My current hobby project is an AIM bot that can be used with our service request system to track tickets and request queues. It uses a forking dispatcher that responds to user questions, scheduler and socket events. All actions are plugins that can be added/unloaded and reloaded by the administrators. Fun.

I'm currently tackling the configuration management. There's user data (what timezone, what level of access, which queues, what tickets, etc, etc), queue data, ticket data, etc.

Initially I just used a YAML file I loaded the data from at start and that I wrote to whenever something changed. Then, when the dispatcher became forking, I added file-locking. Then, because the tickets and queues change more frequently than user data, I added more files.

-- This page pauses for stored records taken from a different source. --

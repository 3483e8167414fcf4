//! GeoIP lookup service using MaxMind GeoLite2/GeoIP2 MMDB
//!
//! Memory-mapped readers are shared behind `Arc`, so the service is cheap
//! to clone into request handlers.

use anyhow::{Context, Result};
use maxminddb::{geoip2, Mmap, Reader};
use std::net::IpAddr;
use std::sync::Arc;

/// Location fields resolved for one address
#[derive(Debug, Clone, Default, PartialEq, Eq)]
pub struct GeoLocation {
    /// ISO country code (e.g., "US", "GB")
    pub country_code: Option<String>,
    pub city: Option<String>,
}

#[derive(Clone)]
pub struct GeoIpService {
    city_reader: Option<Arc<Reader<Mmap>>>,
}

impl GeoIpService {
    /// Open a City or Country database. Without a path every lookup is empty.
    pub fn new(city_path: Option<&str>) -> Result<Self> {
        let city_reader = city_path
            .map(|path| {
                unsafe { Reader::open_mmap(path) }
                    .with_context(|| format!("Failed to open GeoIP City database at {}", path))
                    .map(Arc::new)
            })
            .transpose()?;

        Ok(Self { city_reader })
    }

    /// Whether a database is loaded
    pub fn is_enabled(&self) -> bool {
        self.city_reader.is_some()
    }

    /// Resolve an address. Unknown addresses yield an empty location.
    pub fn lookup(&self, ip: IpAddr) -> GeoLocation {
        let mut location = GeoLocation::default();

        if let Some(ref reader) = self.city_reader {
            if let Ok(result) = reader.lookup(ip) {
                if let Ok(Some(city)) = result.decode::<geoip2::City>() {
                    location.country_code = city.country.iso_code.map(|s| s.to_string());
                    location.city = city.city.names.english.map(|s| s.to_string());
                } else if let Ok(Some(country)) = result.decode::<geoip2::Country>() {
                    // Country-only databases still carry the ISO code
                    location.country_code = country.country.iso_code.map(|s| s.to_string());
                }
            }
        }

        location
    }
}

#[cfg(test)]
mod tests {
    use super::*;

    #[test]
    fn test_geoip_service_creation_invalid_path() {
        let result = GeoIpService::new(Some("/nonexistent/path.mmdb"));
        assert!(result.is_err());
    }

    #[test]
    fn test_geoip_service_without_databases() {
        let service = GeoIpService::new(None).unwrap();
        assert!(!service.is_enabled());
        assert_eq!(service.lookup("203.0.113.1".parse().unwrap()), GeoLocation::default());
    }
}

Hmmmm. That's beginning to look like a job for a database.

So I changed to DBD::SQLite2 and Class::DBI::Cacheable. Easy locking, still instant access to data, and very scaleable. But now in stead of simple hash lookups I need to think in RDB terms. There is the overhead of maintaining a database schema. Class::DBI has it's quirks and is not really very small. Same goes for DBI, and DBD

By the way, did I mention I only expect a handfull of users, a dozen or so queues and at most a couple of dozen tickets to be tracked at the same time?

So, I sat back and thought it over. Am I going complety over the top with my design? Definitively. Is it a bad thing? Hmmmm.

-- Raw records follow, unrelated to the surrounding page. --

use serde::{Deserialize, Serialize};

use crate::models::{ClientInfo, Dimensions};

/// Collector endpoint used when none is configured
pub const DEFAULT_ENDPOINT: &str = "https://api.ai-pixel.com/track";

/// Settings of a `Tracker`
#[derive(Debug, Clone, PartialEq, Eq, Serialize, Deserialize)]
#[serde(rename_all = "camelCase")]
pub struct TrackerConfig {
    /// Tenant scope sent with every event. Required.
    pub tracking_id: String,

    /// URL events are POSTed to
    #[serde(default = "default_endpoint")]
    pub endpoint: String,

    /// Log every outgoing event and every delivery failure at debug level
    #[serde(default)]
    pub debug_enabled: bool,

    /// Run `Tracker::start` (self-classification plus a page view) on
    /// construction
    #[serde(default = "default_auto_start")]
    pub auto_start: bool,
}

fn default_endpoint() -> String {
    DEFAULT_ENDPOINT.to_string()
}

fn default_auto_start() -> bool {
    true
}

impl TrackerConfig {
    pub fn new(tracking_id: impl Into<String>) -> Self {
        Self {
            tracking_id: tracking_id.into(),
            endpoint: default_endpoint(),
            debug_enabled: false,
            auto_start: default_auto_start(),
        }
    }

    pub fn with_endpoint(mut self, endpoint: impl Into<String>) -> Self {
        self.endpoint = endpoint.into();
        self
    }

    pub fn with_debug(mut self, enabled: bool) -> Self {
        self.debug_enabled = enabled;
        self
    }

    pub fn with_auto_start(mut self, enabled: bool) -> Self {
        self.auto_start = enabled;
        self
    }
}

/// What the host page knows about itself, attached to every event
#[derive(Debug, Clone, Default, PartialEq)]
pub struct PageContext {
    pub url: Option<String>,
    pub title: Option<String>,
    pub referrer: Option<String>,
    /// The host's own identifying string, used for self-classification
    pub identifying_string: String,
    pub client_info: ClientInfo,
    pub viewport: Option<Dimensions>,
    pub screen: Option<Dimensions>,
}

impl PageContext {
    pub fn new(url: impl Into<String>, identifying_string: impl Into<String>) -> Self {
        Self {
            url: Some(url.into()),
            identifying_string: identifying_string.into(),
            ..Default::default()
        }
    }
}

#[cfg(test)]
mod tests {
    use super::*;

    #[test]
    fn test_defaults() {
        let config = TrackerConfig::new("T1");
        assert_eq!(config.endpoint, DEFAULT_ENDPOINT);
        assert!(config.auto_start);
        assert!(!config.debug_enabled);
    }

    #[test]
    fn test_deserialize_fills_defaults() {
        let config: TrackerConfig = serde_json::from_str(r#"{"trackingId":"T1","debugEnabled":true}"#).unwrap();
        assert_eq!(config.tracking_id, "T1");
        assert_eq!(config.endpoint, DEFAULT_ENDPOINT);
        assert!(config.debug_enabled);
        assert!(config.auto_start);
    }
}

Speed is not an absolute requirement. SQLite is not a huge resource hog. And who knows, if the bot works as I designed, it may become more popular than I expect. That happened at times with other tools I made. At least I now have the flexibility to change the underlying storage to suit my needs.

So I decided to continue with Class::DBI.

Comment on Over-designing....or not?
Re: Over-designing....or not?
by dragonchild (Archbishop) on Jan 10, 2005 at 14:15 UTC
    I have started in the past year to run every design decision I make under the microscope of YAGNI. If I will not get to use something in at least three different places, I don't want to refactor to that point. If I will use it in at least three places, then I will refactor.

    The rationale behind three is that if I need it in one place, just do the simplest thing that will work. If I need it in two places, I want to cut'n'paste, just to see what is the same and what is different. If I need it in three places, I will have enough information now to intelligently refactor.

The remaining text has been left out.